| INSTRUCTIONS TO FOLLOW |
Wherever the string "filename" shows up in the data below, copy the whole line.

★ ★ ★ ★

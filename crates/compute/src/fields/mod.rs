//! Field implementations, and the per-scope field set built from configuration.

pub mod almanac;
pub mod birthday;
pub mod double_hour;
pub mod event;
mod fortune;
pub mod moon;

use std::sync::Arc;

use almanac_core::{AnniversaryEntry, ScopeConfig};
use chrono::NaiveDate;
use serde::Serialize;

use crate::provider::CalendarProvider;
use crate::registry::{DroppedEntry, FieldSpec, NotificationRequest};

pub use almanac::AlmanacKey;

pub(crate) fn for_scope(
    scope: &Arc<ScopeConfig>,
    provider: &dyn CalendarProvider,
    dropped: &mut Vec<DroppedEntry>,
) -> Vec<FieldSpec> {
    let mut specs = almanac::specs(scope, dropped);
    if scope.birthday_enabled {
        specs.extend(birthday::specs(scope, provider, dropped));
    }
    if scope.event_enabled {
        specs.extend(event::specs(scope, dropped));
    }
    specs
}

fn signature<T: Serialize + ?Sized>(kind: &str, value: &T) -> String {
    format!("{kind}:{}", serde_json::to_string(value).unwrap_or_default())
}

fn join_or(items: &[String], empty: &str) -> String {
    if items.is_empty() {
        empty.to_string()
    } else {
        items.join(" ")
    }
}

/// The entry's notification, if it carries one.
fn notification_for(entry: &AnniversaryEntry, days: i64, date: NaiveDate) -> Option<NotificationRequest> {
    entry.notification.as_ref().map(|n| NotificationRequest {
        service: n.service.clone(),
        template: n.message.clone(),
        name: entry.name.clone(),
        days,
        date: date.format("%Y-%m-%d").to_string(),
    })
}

★ ★ ★ ★

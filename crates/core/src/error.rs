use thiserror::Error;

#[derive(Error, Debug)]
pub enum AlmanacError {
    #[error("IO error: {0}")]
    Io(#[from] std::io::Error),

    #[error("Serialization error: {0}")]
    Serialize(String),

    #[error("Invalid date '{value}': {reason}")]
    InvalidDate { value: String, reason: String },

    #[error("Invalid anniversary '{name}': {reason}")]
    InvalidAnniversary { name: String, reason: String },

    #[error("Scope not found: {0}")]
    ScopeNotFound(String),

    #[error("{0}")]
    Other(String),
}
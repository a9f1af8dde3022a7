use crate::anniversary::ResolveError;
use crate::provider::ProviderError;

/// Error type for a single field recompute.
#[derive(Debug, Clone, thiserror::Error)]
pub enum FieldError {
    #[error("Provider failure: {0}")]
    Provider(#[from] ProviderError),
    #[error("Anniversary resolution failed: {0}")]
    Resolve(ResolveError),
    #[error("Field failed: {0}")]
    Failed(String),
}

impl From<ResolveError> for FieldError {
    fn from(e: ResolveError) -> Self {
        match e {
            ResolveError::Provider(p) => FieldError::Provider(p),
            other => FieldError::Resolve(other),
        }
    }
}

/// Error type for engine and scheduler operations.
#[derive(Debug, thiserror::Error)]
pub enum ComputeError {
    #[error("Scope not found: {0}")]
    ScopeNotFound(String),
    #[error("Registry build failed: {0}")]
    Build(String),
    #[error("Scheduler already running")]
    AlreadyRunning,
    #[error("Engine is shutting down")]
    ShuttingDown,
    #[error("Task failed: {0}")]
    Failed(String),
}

★ ★ ★ ★

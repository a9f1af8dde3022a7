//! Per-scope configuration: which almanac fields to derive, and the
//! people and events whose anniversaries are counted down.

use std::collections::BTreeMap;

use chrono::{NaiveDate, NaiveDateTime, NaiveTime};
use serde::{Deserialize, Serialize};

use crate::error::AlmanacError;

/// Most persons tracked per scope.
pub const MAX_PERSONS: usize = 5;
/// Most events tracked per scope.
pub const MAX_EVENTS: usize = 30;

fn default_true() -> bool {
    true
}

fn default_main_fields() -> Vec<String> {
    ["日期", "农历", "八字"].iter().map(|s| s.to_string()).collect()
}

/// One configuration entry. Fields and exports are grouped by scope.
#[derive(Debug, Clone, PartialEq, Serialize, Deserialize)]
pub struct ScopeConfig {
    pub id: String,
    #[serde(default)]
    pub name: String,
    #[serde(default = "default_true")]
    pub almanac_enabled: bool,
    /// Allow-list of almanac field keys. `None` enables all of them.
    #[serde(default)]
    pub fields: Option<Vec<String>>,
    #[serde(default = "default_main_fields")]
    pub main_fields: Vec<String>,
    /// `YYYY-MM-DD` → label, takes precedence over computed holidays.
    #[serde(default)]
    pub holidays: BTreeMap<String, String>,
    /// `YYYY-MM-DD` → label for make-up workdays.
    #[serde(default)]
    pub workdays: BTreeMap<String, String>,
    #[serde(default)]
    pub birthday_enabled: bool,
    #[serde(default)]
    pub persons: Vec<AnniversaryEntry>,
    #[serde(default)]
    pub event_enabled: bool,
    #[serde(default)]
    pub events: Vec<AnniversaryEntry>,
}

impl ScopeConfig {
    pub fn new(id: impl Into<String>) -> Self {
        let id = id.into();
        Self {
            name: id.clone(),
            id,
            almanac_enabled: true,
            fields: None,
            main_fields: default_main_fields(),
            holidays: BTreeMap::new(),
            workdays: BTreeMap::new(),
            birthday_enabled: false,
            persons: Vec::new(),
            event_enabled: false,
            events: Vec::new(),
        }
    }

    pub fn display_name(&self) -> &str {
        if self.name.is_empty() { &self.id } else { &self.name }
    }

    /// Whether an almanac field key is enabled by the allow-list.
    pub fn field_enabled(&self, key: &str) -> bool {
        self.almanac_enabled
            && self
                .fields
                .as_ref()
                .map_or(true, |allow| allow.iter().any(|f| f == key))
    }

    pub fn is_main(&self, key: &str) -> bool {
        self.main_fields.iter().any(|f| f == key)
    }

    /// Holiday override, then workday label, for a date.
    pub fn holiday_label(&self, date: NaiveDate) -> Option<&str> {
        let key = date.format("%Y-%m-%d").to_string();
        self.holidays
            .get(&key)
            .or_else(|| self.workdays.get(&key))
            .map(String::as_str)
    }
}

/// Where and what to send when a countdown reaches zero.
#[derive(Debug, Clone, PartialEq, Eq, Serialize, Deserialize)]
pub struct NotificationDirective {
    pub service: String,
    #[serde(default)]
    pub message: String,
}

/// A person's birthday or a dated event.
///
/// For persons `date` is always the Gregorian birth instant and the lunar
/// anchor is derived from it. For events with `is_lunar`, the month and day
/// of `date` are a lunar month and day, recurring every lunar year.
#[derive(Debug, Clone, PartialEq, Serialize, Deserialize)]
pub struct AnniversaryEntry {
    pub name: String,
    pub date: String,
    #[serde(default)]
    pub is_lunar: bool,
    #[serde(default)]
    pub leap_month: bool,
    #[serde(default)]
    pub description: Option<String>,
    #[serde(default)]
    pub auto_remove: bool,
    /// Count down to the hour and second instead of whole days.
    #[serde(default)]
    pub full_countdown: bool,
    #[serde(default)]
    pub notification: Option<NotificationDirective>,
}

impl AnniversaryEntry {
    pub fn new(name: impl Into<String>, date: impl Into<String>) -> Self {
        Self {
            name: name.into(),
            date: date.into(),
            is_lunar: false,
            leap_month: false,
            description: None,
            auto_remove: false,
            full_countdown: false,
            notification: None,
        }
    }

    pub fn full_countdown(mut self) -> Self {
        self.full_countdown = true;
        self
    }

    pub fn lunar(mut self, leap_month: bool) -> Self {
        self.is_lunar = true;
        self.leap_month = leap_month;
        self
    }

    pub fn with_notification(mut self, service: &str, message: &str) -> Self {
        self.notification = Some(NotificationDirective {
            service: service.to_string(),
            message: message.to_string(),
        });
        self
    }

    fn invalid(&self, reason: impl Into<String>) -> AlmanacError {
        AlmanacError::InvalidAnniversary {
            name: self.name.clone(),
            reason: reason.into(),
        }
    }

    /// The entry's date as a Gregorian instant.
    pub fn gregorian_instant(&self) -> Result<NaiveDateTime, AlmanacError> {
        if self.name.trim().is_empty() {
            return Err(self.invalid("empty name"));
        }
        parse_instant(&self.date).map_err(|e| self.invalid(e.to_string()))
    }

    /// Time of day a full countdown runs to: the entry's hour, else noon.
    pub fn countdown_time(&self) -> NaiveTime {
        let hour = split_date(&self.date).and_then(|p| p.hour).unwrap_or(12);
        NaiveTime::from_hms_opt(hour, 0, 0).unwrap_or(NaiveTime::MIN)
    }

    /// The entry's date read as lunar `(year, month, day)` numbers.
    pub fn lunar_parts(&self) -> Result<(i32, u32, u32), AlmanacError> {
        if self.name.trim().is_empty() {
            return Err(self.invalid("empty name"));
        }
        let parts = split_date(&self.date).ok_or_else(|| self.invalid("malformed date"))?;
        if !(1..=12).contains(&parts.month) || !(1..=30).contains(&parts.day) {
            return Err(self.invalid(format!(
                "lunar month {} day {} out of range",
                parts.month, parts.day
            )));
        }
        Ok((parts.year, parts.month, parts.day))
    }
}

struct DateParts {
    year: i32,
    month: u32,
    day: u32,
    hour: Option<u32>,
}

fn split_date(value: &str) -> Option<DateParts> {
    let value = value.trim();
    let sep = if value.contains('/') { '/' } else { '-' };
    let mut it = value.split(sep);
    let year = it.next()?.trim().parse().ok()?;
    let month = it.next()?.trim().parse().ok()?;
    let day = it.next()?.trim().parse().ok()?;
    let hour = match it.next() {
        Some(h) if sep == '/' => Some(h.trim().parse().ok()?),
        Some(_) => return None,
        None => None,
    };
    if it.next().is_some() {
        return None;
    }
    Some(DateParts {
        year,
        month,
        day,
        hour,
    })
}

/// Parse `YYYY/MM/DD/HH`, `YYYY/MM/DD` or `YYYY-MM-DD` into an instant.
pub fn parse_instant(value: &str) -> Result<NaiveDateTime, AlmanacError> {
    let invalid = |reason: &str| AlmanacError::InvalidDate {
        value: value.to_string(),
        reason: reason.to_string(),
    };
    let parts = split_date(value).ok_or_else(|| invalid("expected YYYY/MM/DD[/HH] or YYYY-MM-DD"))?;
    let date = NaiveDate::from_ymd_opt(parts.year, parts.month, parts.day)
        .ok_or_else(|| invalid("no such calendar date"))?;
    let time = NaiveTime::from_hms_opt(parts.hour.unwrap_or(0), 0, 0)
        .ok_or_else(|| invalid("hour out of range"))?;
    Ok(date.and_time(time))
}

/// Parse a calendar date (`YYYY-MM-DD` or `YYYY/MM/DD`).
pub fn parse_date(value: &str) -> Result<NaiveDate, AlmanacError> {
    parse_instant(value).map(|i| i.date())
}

★ ★ ★ ★

| OUTPUT FOR THIS EXERCISE |
filename crates/compute/src/fields/mod.rs
filename crates/core/src/error.rs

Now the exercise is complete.